Deputado atacou delegados em live e disse que “vai se mexer”; diretor da PF fala em intimidação e promete resposta legal
O diretor-geral da Polícia Federal, Andrei Rodrigues, anunciou que as declarações recentes do deputado federal licenciado Eduardo Bolsonaro (PL-SP) serão incluídas no inquérito que apura sua suposta tentativa de obstrução de Justiça, coação no curso do processo e abolição violenta do Estado Democrático de Direito.
Durante uma live nas redes sociais, Eduardo atacou diretamente membros da PF e afirmou: “Se eu ficar sabendo quem é você, eu vou me mexer”. O parlamentar também se referiu ao delegado Fábio Shor, responsável por investigações contra Jair Bolsonaro, dizendo: “O couro é duro, a guerra não acabou”.

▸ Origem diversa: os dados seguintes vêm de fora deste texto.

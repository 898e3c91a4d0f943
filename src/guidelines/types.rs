use chrono::NaiveDateTime;
use serde::{Deserialize, Serialize};
use thiserror::Error;
use uuid::Uuid;

use crate::models::enums::{
    AlertCategory, AlertSeverity, EsaStatus, GuidelineDomain, Parameter, RecommendationKind,
};
use crate::models::LabPanel;

// ---------------------------------------------------------------------------
// Alert
// ---------------------------------------------------------------------------

/// An out-of-range finding derived from one lab panel.
/// Transient: persistence, if any, belongs to the caller.
#[derive(Debug, Clone, Serialize, Deserialize)]
pub struct Alert {
    pub id: Uuid,
    pub parameter: Parameter,
    pub severity: AlertSeverity,
    pub category: AlertCategory,
    pub message: String,
    /// The measured value that breached the range.
    pub value: f64,
    pub detected_at: NaiveDateTime,
}

/// Outcome of the alert pass.
///
/// "Evaluated, nothing abnormal" and "could not evaluate" are different
/// states; the enum keeps callers from conflating them.
#[derive(Debug, Clone, Serialize, Deserialize)]
pub enum AlertOutcome {
    /// No lab panel has ever been recorded for the patient.
    NoLabData,
    /// The panel was evaluated; the list may be empty.
    Evaluated(Vec<Alert>),
}

impl AlertOutcome {
    pub fn alerts(&self) -> &[Alert] {
        match self {
            Self::NoLabData => &[],
            Self::Evaluated(alerts) => alerts,
        }
    }
}

// ---------------------------------------------------------------------------
// Recommendation
// ---------------------------------------------------------------------------

/// Advisory guidance derived from one guideline rule. Never an order and
/// never references dosing directly.
#[derive(Debug, Clone, Serialize, Deserialize)]
pub struct Recommendation {
    pub domain: GuidelineDomain,
    pub kind: RecommendationKind,
    pub text: String,
}

impl Recommendation {
    pub fn guideline(domain: GuidelineDomain, text: impl Into<String>) -> Self {
        Self {
            domain,
            kind: RecommendationKind::Guideline,
            text: text.into(),
        }
    }

    pub fn within_target(domain: GuidelineDomain, text: impl Into<String>) -> Self {
        Self {
            domain,
            kind: RecommendationKind::WithinTarget,
            text: text.into(),
        }
    }

    pub fn insufficient_data(domain: GuidelineDomain, text: impl Into<String>) -> Self {
        Self {
            domain,
            kind: RecommendationKind::InsufficientData,
            text: text.into(),
        }
    }
}

/// Recommendation output, one list per guideline domain.
#[derive(Debug, Clone, Serialize, Deserialize)]
pub struct RecommendationReport {
    pub anemia: Vec<Recommendation>,
    pub bone_mineral: Vec<Recommendation>,
}

// ---------------------------------------------------------------------------
// EvaluationReport & FindingCounts
// ---------------------------------------------------------------------------

/// Counts of guideline findings. Sentinels (within-target,
/// insufficient-data) are not findings and are not counted.
#[derive(Debug, Clone, Serialize, Deserialize, Default)]
pub struct FindingCounts {
    pub alerts: usize,
    pub anemia: usize,
    pub bone_mineral: usize,
}

impl FindingCounts {
    pub fn total(&self) -> usize {
        self.alerts + self.anemia + self.bone_mineral
    }
}

/// Aggregated result of one full evaluation.
#[derive(Debug, Clone, Serialize, Deserialize)]
pub struct EvaluationReport {
    pub alerts: AlertOutcome,
    pub recommendations: RecommendationReport,
    pub counts: FindingCounts,
    pub processing_time_ms: u64,
}

// ---------------------------------------------------------------------------
// GuidelineError
// ---------------------------------------------------------------------------

#[derive(Error, Debug)]
pub enum GuidelineError {
    #[error("No reference range configured for parameter: {0}")]
    UnknownParameter(String),

    #[error("Invalid enum value for {field}: {value}")]
    InvalidEnum { field: String, value: String },

    #[error("Reference range load failed ({0}): {1}")]
    ThresholdLoad(String, String),

    #[error("Reference range parse failed ({0}): {1}")]
    ThresholdParse(String, String),
}

// ---------------------------------------------------------------------------
// GuidelineEngine trait
// ---------------------------------------------------------------------------

/// The guideline evaluation seam. Every method is a pure function of its
/// arguments plus the engine's immutable reference ranges.
pub trait GuidelineEngine {
    /// Out-of-range alerts for the patient's most recent panel.
    fn evaluate_alerts(&self, panel: Option<&LabPanel>) -> AlertOutcome;

    /// Guideline recommendations across both domains.
    fn evaluate_recommendations(
        &self,
        panel: Option<&LabPanel>,
        esa: EsaStatus,
    ) -> RecommendationReport;

    /// Both evaluators plus aggregation into one report.
    fn evaluate(&self, panel: Option<&LabPanel>, esa: EsaStatus) -> EvaluationReport;
}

Rodrigues classificou as falas como uma “covarde tentativa de intimidação” e afirmou que “nenhum investigado intimidará a Polícia Federal”. Segundo ele, o conteúdo será incorporado à investigação em andamento.
A live ocorreu no mesmo dia em que terminou a licença de 120 dias de Eduardo, que está nos Estados Unidos desde fevereiro. A ausência prolongada pode gerar sanções por faltas em sessões plenárias. Ele é alvo de investigação da PGR por possíveis ações nos EUA que teriam buscado influenciar processos judiciais no Brasil.